What is an ICO? Market overview.
Similar to crowdfunding, an ICO — initial coin offering — is a way for companies to raise capital with the help of digital currencies.
Instead of issuing shares to investors and giving them a major benefit to become a stockholder, companies create their digital currencies and sell them to the public through the ICO. People who buy the digital currencies can either use them on the platform developed by the company or trade them for other cryptos on cryptocurrency exchanges.
Why should the public participate in an ICO?
Long have past the times when companies could provide just a vague vision and overview of an idea and raise hundreds of millions of dollars through an ICO. Today, people are overly attentive to shield themselves from fraud and scam projects, which comprised a substantial percentage during the last year.
A project’s whitepaper is a crucial and fundamental document for any business aiming to conduct an ICO, which also serves as the primary reason why people should be interested to fund a project. The whitepaper contains detailed information about the business model, long-term plans of the company, technical details of the project, competitive analysis of the market, the team, partners, advisors, and information about the token sale. Hundreds of ICOs launch every month, but only a few succeed.
ICOs usually consist of the following stages:
- Private Sale
- Public Sale
The Private Sale starts when all the ICO details are set out. At this stage, the company is looking for initial investment. At this stage, usually, only a limited number of investors (accredited investors, angel investors, venture capitalists, etc.) are allowed to participate. Some ICOs set a minimum amount of participation, which ranges from $5000–500000. Again, this isn’t a fixed price, as there are no specific rules for the minimum investment size.
The initial investors participating in the Private Sale enjoy a number of advantages, as they have direct access to the founders and can have a private chat with them concerning all the questions and ambiguities they may have. The Private Sale participants usually get the beefiest bonuses and discounts. As a rule, the capital raised during the private sale doesn’t necessarily need to have to be recorded on the blockchain as opposed to the other stages.
The Pre-Sale is the next stage of an ICO. The minimum boundary ranges approximately from $1000–5000, but bonuses or discounts are lower than in the previous stage.
The Public Sale is the final stage. The minimum amount of investments is not as high as in the previous stages. For instance, one can invest as little as $15 as long as it satisfies the minimum token value defined by the ICO. Everyone can register online to participate in the preferred ICO campaign.

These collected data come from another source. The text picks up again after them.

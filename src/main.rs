//! # pl-growth
//!
//! Command-line front end for the PL peak / growth-recipe pipeline.
//!
//! ## Usage
//!
//! ```bash
//! # Extract peaks from ./PL_Spectra_Raw into extracted_pl_peaks.csv
//! pl-growth -v extract
//!
//! # Train and validate, then predict the configured recipes
//! pl-growth -v --config pl-growth.toml train
//!
//! # Reuse a saved model on a recipe table
//! pl-growth predict --model pl_model.json --recipes recipes.csv
//! ```

use anyhow::Result;
use clap::Parser;

mod cli;

use cli::Cli;

fn main() -> Result<()> {
    let cli = Cli::parse();
    init_logging(cli.verbosity());
    cli.run()
}

fn init_logging(verbosity: u8) {
    let level = match verbosity {
        0 => "warn",
        1 => "info",
        _ => "debug",
    };
    env_logger::Builder::from_env(env_logger::Env::default().default_filter_or(level)).init();
}
use anyhow::{Context, Result};
use log::{info, warn};

use pl_growth::data::loader::{load_metadata, load_peak_table};
use pl_growth::data::writer::{write_json, write_training_table};
use pl_growth::{join, train, Config};

use super::{collect_recipes, predict};

/// Join peaks with metadata, fit the model, save it with its metrics and
/// predict the configured recipes.
pub fn run(config: &Config) -> Result<()> {
    let paths = &config.paths;

    let peaks = load_peak_table(&paths.peak_table)
        .with_context(|| format!("Failed to load peak table {}", paths.peak_table.display()))?;
    let metadata = load_metadata(&paths.metadata, &config.metadata.id_column)
        .with_context(|| format!("Failed to load metadata {}", paths.metadata.display()))?;

    let (table, report) = join(&peaks, &metadata);
    if !report.is_empty() {
        warn!("{} sample ID(s) did not match between peaks and metadata", report.mismatch_count());
    }
    if let Some(path) = &paths.training_table {
        write_training_table(path, &table)
            .with_context(|| format!("Failed to write training table {}", path.display()))?;
    }

    info!(
        "Training {:?} on {} rows: {:?} -> {:?}",
        config.training.model.kind,
        table.len(),
        config.training.features,
        config.training.targets
    );
    let model = train(&table, &config.training).context("Training failed")?;

    model
        .save(&paths.model)
        .with_context(|| format!("Failed to save model {}", paths.model.display()))?;
    write_json(&paths.metrics, &model.validation)
        .with_context(|| format!("Failed to write metrics {}", paths.metrics.display()))?;
    info!("Model saved to {}", paths.model.display());
    info!("Validation metrics saved to {}", paths.metrics.display());

    let recipes = collect_recipes(config)?;
    if recipes.is_empty() {
        info!("No recipes configured; skipping prediction");
        return Ok(());
    }
    predict::predict_and_write(config, &model, &recipes)
}
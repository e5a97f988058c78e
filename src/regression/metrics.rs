use serde::{Deserialize, Serialize};

/// Hold-out error for one target column.
#[derive(Debug, Clone, PartialEq, Serialize, Deserialize)]
pub struct TargetMetrics {
    pub target: String,
    pub mae: f64,
    pub rmse: f64,
    /// Largest absolute error seen on the evaluation rows.
    pub max_abs_error: f64,
    /// Coefficient of determination; `None` when the evaluation rows have
    /// no variance in this target.
    pub r2: Option<f64>,
}

/// Validation summary produced by one training run.
#[derive(Debug, Clone, PartialEq, Serialize, Deserialize)]
pub struct ValidationReport {
    pub model_kind: String,
    pub n_train: usize,
    /// Hold-out rows; 0 means the metrics are in-sample.
    pub n_test: usize,
    pub test_ids: Vec<String>,
    /// Hold-out metrics (in-sample when `n_test == 0`).
    pub targets: Vec<TargetMetrics>,
    /// In-sample metrics of the returned model over every training row.
    #[serde(default)]
    pub fitted: Vec<TargetMetrics>,
}

impl ValidationReport {
    pub fn for_target(&self, target: &str) -> Option<&TargetMetrics> {
        self.targets.iter().find(|m| m.target == target)
    }

    pub fn fitted_for_target(&self, target: &str) -> Option<&TargetMetrics> {
        self.fitted.iter().find(|m| m.target == target)
    }

    /// Largest absolute error the report vouches for on a training-feature
    /// vector: the hold-out maximum or the returned model's in-sample
    /// maximum, whichever is larger.
    pub fn error_bound(&self, target: &str) -> Option<f64> {
        let holdout = self.for_target(target).map(|m| m.max_abs_error);
        let fitted = self.fitted_for_target(target).map(|m| m.max_abs_error);
        match (holdout, fitted) {
            (Some(a), Some(b)) => Some(a.max(b)),
            (a, b) => a.or(b),
        }
    }

    pub fn is_in_sample(&self) -> bool {
        self.n_test == 0
    }
}

/// Per-target metrics for aligned `actual` / `predicted` rows.
///
/// Row `i` of each slice holds one value per name in `targets`.
pub fn evaluate(targets: &[String], actual: &[Vec<f64>], predicted: &[Vec<f64>]) -> Vec<TargetMetrics> {
    targets
        .iter()
        .enumerate()
        .map(|(t, name)| {
            let pairs: Vec<(f64, f64)> = actual
                .iter()
                .zip(predicted)
                .map(|(a, p)| (a[t], p[t]))
                .collect();
            target_metrics(name, &pairs)
        })
        .collect()
}

fn target_metrics(name: &str, pairs: &[(f64, f64)]) -> TargetMetrics {
    let n = pairs.len().max(1) as f64;
    let mut abs_sum = 0.0;
    let mut sq_sum = 0.0;
    let mut max_abs: f64 = 0.0;
    for &(a, p) in pairs {
        let err = (a - p).abs();
        abs_sum += err;
        sq_sum += err * err;
        max_abs = max_abs.max(err);
    }

    let mean = pairs.iter().map(|(a, _)| a).sum::<f64>() / n;
    let total_var: f64 = pairs.iter().map(|(a, _)| (a - mean).powi(2)).sum();
    let r2 = if pairs.len() > 1 && total_var > 1e-12 {
        Some(1.0 - sq_sum / total_var)
    } else {
        None
    };

    TargetMetrics {
        target: name.to_string(),
        mae: abs_sum / n,
        rmse: (sq_sum / n).sqrt(),
        max_abs_error: max_abs,
        r2,
    }
}

#[cfg(test)]
mod tests {
    use super::*;

    #[test]
    fn perfect_prediction() {
        let targets = vec!["w".to_string()];
        let actual = vec![vec![1.0], vec![2.0], vec![3.0]];
        let m = evaluate(&targets, &actual, &actual);
        assert_eq!(m[0].mae, 0.0);
        assert_eq!(m[0].rmse, 0.0);
        assert_eq!(m[0].max_abs_error, 0.0);
        assert_eq!(m[0].r2, Some(1.0));
    }

    #[test]
    fn known_errors() {
        let targets = vec!["w".to_string(), "i".to_string()];
        let actual = vec![vec![950.0, 1.0], vec![960.0, 0.8]];
        let predicted = vec![vec![952.0, 1.0], vec![956.0, 0.8]];
        let m = evaluate(&targets, &actual, &predicted);

        assert!((m[0].mae - 3.0).abs() < 1e-12);
        assert!((m[0].rmse - 10.0_f64.sqrt()).abs() < 1e-12);
        assert!((m[0].max_abs_error - 4.0).abs() < 1e-12);
        // total variance 50, squared error 20
        assert!((m[0].r2.unwrap() - 0.6).abs() < 1e-12);
        assert_eq!(m[1].target, "i");
        assert!(m[1].mae.abs() < 1e-12);
    }

    #[test]
    fn single_row_has_no_r2() {
        let targets = vec!["w".to_string()];
        let m = evaluate(&targets, &[vec![950.0]], &[vec![951.0]]);
        assert_eq!(m[0].r2, None);
        assert!((m[0].mae - 1.0).abs() < 1e-12);
    }

    #[test]
    fn error_bound_takes_the_larger_maximum() {
        let targets = vec!["w".to_string()];
        let report = ValidationReport {
            model_kind: "random_forest".into(),
            n_train: 2,
            n_test: 1,
            test_ids: vec!["C".into()],
            targets: evaluate(&targets, &[vec![950.0]], &[vec![951.0]]),
            fitted: evaluate(&targets, &[vec![940.0], vec![960.0]], &[vec![942.5], vec![960.0]]),
        };
        assert!((report.error_bound("w").unwrap() - 2.5).abs() < 1e-12);
        assert_eq!(report.error_bound("i"), None);
    }
}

In some instances, companies also hold a Post ICO to distribute those tokens that weren’t sold. There are no specific rules for this stage as every company is free to make their own decision, but in most cases, the excess amount of tokens is burned to protect the interests of all the other participants.
All of the above stages can have multiple substages based on the business model of the token issuing company and the market requirements of a given industry.
In the last 12 months, the ICO market has been fluctuating in the numbers and reached its peak in March 2018. Afterward, ICOs began to decline and showed some recovery only in June. However, the market downturn doesn’t stop the blockchain enthusiasts to stimulate and promote new projects.
There is a significant dissimilarity between ICO projects, which becomes a huge obstacle when there is a need to analyze them by considering the aggregate and average values. By measuring the ICO hard caps in October 2018, a slight difference in their size becomes detectable. The hard cap average value of October 2018 was about $28 million in comparison with $38 million for September 2018. Moreover, in October the largest ICO aimed to raise $400 million compared with $1 billion for September.
Capital raised by ICOs/monthly in 2017
The bar charts above give information about the money raised monthly by ICOs in 2017 and 2018. The total number of ICOs and the total allocated funds of each year are also illustrated. Overall, there is an increase in the number of ICOs as well as in the raised funds. More ICOs started in 2018. Furthermore, the raised funds rose significantly to reach over $22 billion compared with 2017.
The number of ICOs began at just under $100.000 in 2017 and showed some decline during the next two months. Afterward, the numbers started to rise and reached its peak in December when the amount of money skyrocketed over $1.7 billion. 2018 became prominent when the raised funds reached over $5.8 billion in June.
Top countries by raised funds
The data confirm that the leading countries hosting ICOs show strong stability: USA, Singapore, and Switzerland keep rocking. The rise of Estonia is the only movement since 2015.
Telegram ICO was a real boom in the market. Only the two phases of Private Sale of TON attracted a total of $1.7 billion from around 200 private investors.
Important note: not all of these numbers are accurate or can be verified as the vast majority of the ICO’s take different payment systems which do not take place on the blockchain itself thus can’t be verified directly.